The family are minority ethnic Karens from Myanmar (Burma). Aung Tin Moe was a student activist against that country’s military regime and was forced to flee into the jungle where he married his wife and where, in bamboo huts, his two daughters were born.

“Many pregnant women at the time were suffering from malaria. Some newly born children died of brain damage,” Kin Soe Moe remembers. “I was one of the very lucky ones. I didn’t get malaria and the girls were lucky, too. They were healthy.”

The family moved on to neighboring Thailand in the late 1990s, but living in a refugee camp their future was unclear. Returning home would certainly mean a hazardous life on the run from the army and possible death.

He decided instead to make an unauthorized trip to the Thai capital, Bangkok, to seek official refugee status and, perhaps, a new life in another country.

“I hitched a ride on a truck,” he remembers. “Before each police checkpoint, I would hop off, make a long detour around the checkpoint and then get back on board. It took me two days to reach Bangkok.” When his wife and children tried to join him later they bribed a policeman to take them in his official car. “When we reached each checkpoint, I concentrated on breastfeeding my youngest girl and didn’t dare look at anyone else,” she said. “They thought we belonged in the car and let us pass.”

After living in Bangkok surreptitiously and working on a construction site—had they been picked up by the police they may have been sent back to a camp or to Myanmar—they obtained the coveted refugee status. Since they had no immediate family or direct sponsor in the United States which would have made it easier to apply, it took them another full year to obtain permission to enter the country for resettlement.  There is a small but thriving 250- strong Burmese community in Utica, mainly ethnic Karens. Four-year-old Thomas Dale Moe was the first child to be born within the group. The family sends some of their wages back to Myanmar to support family back there.
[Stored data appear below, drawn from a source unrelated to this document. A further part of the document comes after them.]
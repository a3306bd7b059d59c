//! URL orchestration: from command-line intent to a hosting-service URL.
//!
//! Every entry point follows the same chain. Pick a remote (the one given,
//! else the remote whose branches contain the commit, else `origin`), read
//! its fetch URL, pick the hosting service for that URL, and hand the
//! request over to the service.

mod path;

use url::Url;

pub use path::{parse_path_with_range, root_relative};

use crate::config::{AliasMap, BrowseArgs, BrowseTarget, DEFAULT_COMMITISH};
use crate::error::BrowseError;
use crate::hosting::HostingService;
use crate::local::{DEFAULT_REMOTE_NAME, FetchUrl, ObjectKind, Repository};
use crate::pull_request::PullRequestResolver;

/// A remote resolved as far as its hosting service.
struct HostedRemote {
    name: String,
    fetch_url: FetchUrl,
    service: HostingService,
}

/// Resolves browse requests against one repository.
#[derive(Clone, Copy)]
pub struct UrlResolver<'r> {
    repository: Repository<'r>,
    aliases: &'r AliasMap,
}

impl<'r> UrlResolver<'r> {
    /// Creates a resolver for `repository` with hostname `aliases`.
    #[must_use]
    pub const fn new(repository: Repository<'r>, aliases: &'r AliasMap) -> Self {
        Self {
            repository,
            aliases,
        }
    }

    /// Resolves the URL selected by the command-line flags.
    ///
    /// `--home` and `--pr` use the commitish as given. Otherwise it is
    /// pinned first: to a full hash with `--permalink`, else to its
    /// abbreviated ref name.
    ///
    /// # Errors
    ///
    /// Returns [`BrowseError::CommitNotFound`] when the commitish does not
    /// resolve, plus any error of the selected entry point.
    pub fn resolve(&self, args: &BrowseArgs) -> Result<Url, BrowseError> {
        let remote = args.remote.as_deref();
        match args.target() {
            BrowseTarget::Home => self.home_url(remote),
            BrowseTarget::PullRequest => self.pull_request_url(&args.commitish, remote),
            BrowseTarget::Commit { permalink } => {
                let commitish = self.pin(&args.commitish, permalink)?;
                self.commit_url(&commitish, remote)
            }
            BrowseTarget::Object { permalink } => {
                let commitish = self.pin(&args.commitish, permalink)?;
                self.object_url(&commitish, args.path_or_default(), remote)
            }
        }
    }

    /// Returns the repository home page.
    ///
    /// # Errors
    ///
    /// Returns [`BrowseError::RemoteNotFound`] when the remote has no fetch
    /// URL, or an error from git or the hosting service.
    pub fn home_url(&self, remote: Option<&str>) -> Result<Url, BrowseError> {
        let hosted = self.hosted_remote(remote, DEFAULT_COMMITISH)?;
        Ok(hosted.service.home_url(&hosted.fetch_url)?)
    }

    /// Returns the page of the commit `commitish` names.
    ///
    /// Services that only accept full hashes get one when `commitish`
    /// resolves, and the literal commitish otherwise.
    ///
    /// # Errors
    ///
    /// Returns [`BrowseError::RemoteNotFound`] when the remote has no fetch
    /// URL, or an error from git or the hosting service.
    pub fn commit_url(&self, commitish: &str, remote: Option<&str>) -> Result<Url, BrowseError> {
        let hosted = self.hosted_remote(remote, commitish)?;
        let commit = if hosted.service.commit_needs_full_hash() {
            self.repository
                .resolve_full_hash(commitish)?
                .map_or_else(|| commitish.to_owned(), String::from)
        } else {
            commitish.to_owned()
        };
        Ok(hosted.service.commit_url(&hosted.fetch_url, &commit)?)
    }

    /// Returns the directory or file page for `path` at `commitish`.
    ///
    /// `path` is relative to the working directory and may carry a
    /// `:LINE` or `:START:END` suffix, which only affects file pages.
    ///
    /// # Errors
    ///
    /// Returns [`BrowseError::PathNotFound`] when nothing exists at `path`,
    /// [`BrowseError::RemoteNotFound`] when the remote has no fetch URL, or
    /// an error from git or the hosting service.
    pub fn object_url(
        &self,
        commitish: &str,
        path: &str,
        remote: Option<&str>,
    ) -> Result<Url, BrowseError> {
        let hosted = self.hosted_remote(remote, commitish)?;
        let (relative, range) = parse_path_with_range(path);
        let repo_path = root_relative(&self.repository.show_prefix()?, relative);

        if repo_path.is_empty() {
            return Ok(hosted.service.tree_url(&hosted.fetch_url, commitish, "")?);
        }

        let kind = self
            .repository
            .object_kind(commitish, &repo_path)?
            .ok_or_else(|| BrowseError::PathNotFound {
                path: repo_path.clone(),
                commitish: commitish.to_owned(),
            })?;
        tracing::debug!(path = %repo_path, ?kind, "classified path");

        let url = match kind {
            ObjectKind::Blob => {
                hosted
                    .service
                    .blob_url(&hosted.fetch_url, commitish, &repo_path, range)?
            }
            ObjectKind::Tree | ObjectKind::Commit => {
                hosted
                    .service
                    .tree_url(&hosted.fetch_url, commitish, &repo_path)?
            }
        };
        Ok(url)
    }

    /// Returns the page of the pull request that introduced `commitish`.
    ///
    /// # Errors
    ///
    /// Returns [`BrowseError::Hosting`] when the service has no pull request
    /// pages, [`BrowseError::CommitNotFound`] or
    /// [`BrowseError::PullRequestNotFound`] when the lookup comes up empty,
    /// or an error from git.
    pub fn pull_request_url(
        &self,
        commitish: &str,
        remote: Option<&str>,
    ) -> Result<Url, BrowseError> {
        let hosted = self.hosted_remote(remote, commitish)?;
        hosted.service.require_pull_requests()?;

        let sha = self
            .repository
            .resolve_full_hash(commitish)?
            .ok_or_else(|| BrowseError::CommitNotFound {
                commitish: commitish.to_owned(),
            })?;
        let number = PullRequestResolver::new(self.repository, hosted.service)
            .find_pull_request_for(sha.as_str(), &hosted.name)?
            .ok_or_else(|| BrowseError::PullRequestNotFound {
                commitish: commitish.to_owned(),
            })?;

        Ok(hosted.service.pull_request_url(&hosted.fetch_url, number)?)
    }

    /// Resolves `commitish` to the form used in links.
    fn pin(&self, commitish: &str, permalink: bool) -> Result<String, BrowseError> {
        let pinned = if permalink {
            self.repository
                .resolve_full_hash(commitish)?
                .map(String::from)
        } else {
            self.repository.resolve_abbrev_ref(commitish)?
        };
        pinned.ok_or_else(|| BrowseError::CommitNotFound {
            commitish: commitish.to_owned(),
        })
    }

    /// The remote whose branches contain `commitish`, else `origin`.
    fn default_remote(&self, commitish: &str) -> Result<String, BrowseError> {
        Ok(self
            .repository
            .find_containing_remote(commitish)?
            .unwrap_or_else(|| DEFAULT_REMOTE_NAME.to_owned()))
    }

    fn hosted_remote(
        &self,
        remote: Option<&str>,
        commitish: &str,
    ) -> Result<HostedRemote, BrowseError> {
        let name = remote
            .map(str::to_owned)
            .map_or_else(|| self.default_remote(commitish), Ok)?;
        let fetch_url = self
            .repository
            .fetch_url(&name)?
            .ok_or_else(|| BrowseError::RemoteNotFound {
                remote: name.clone(),
            })?;
        let service = HostingService::resolve(&fetch_url, self.aliases)?;
        tracing::debug!(remote = %name, %fetch_url, service = service.name(), "resolved remote");

        Ok(HostedRemote {
            name,
            fetch_url,
            service,
        })
    }
}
Even on modest salaries, they nevertheless also decided to send their daughters to a private school for a top education and at the Our Lady of Lourdes school principal Carol Polito calls her two Karen pupils “Delightful. They  are a credit to the school and to their parents.”

Aung Tin Moe will complete his studies at community college this year, but then plans to continue his education at the State University of New York for two more years. The phrase ‘Living the American Dream’ is often overused and devalued, but in this particular case, difficult though it may be to achieve, it could be true.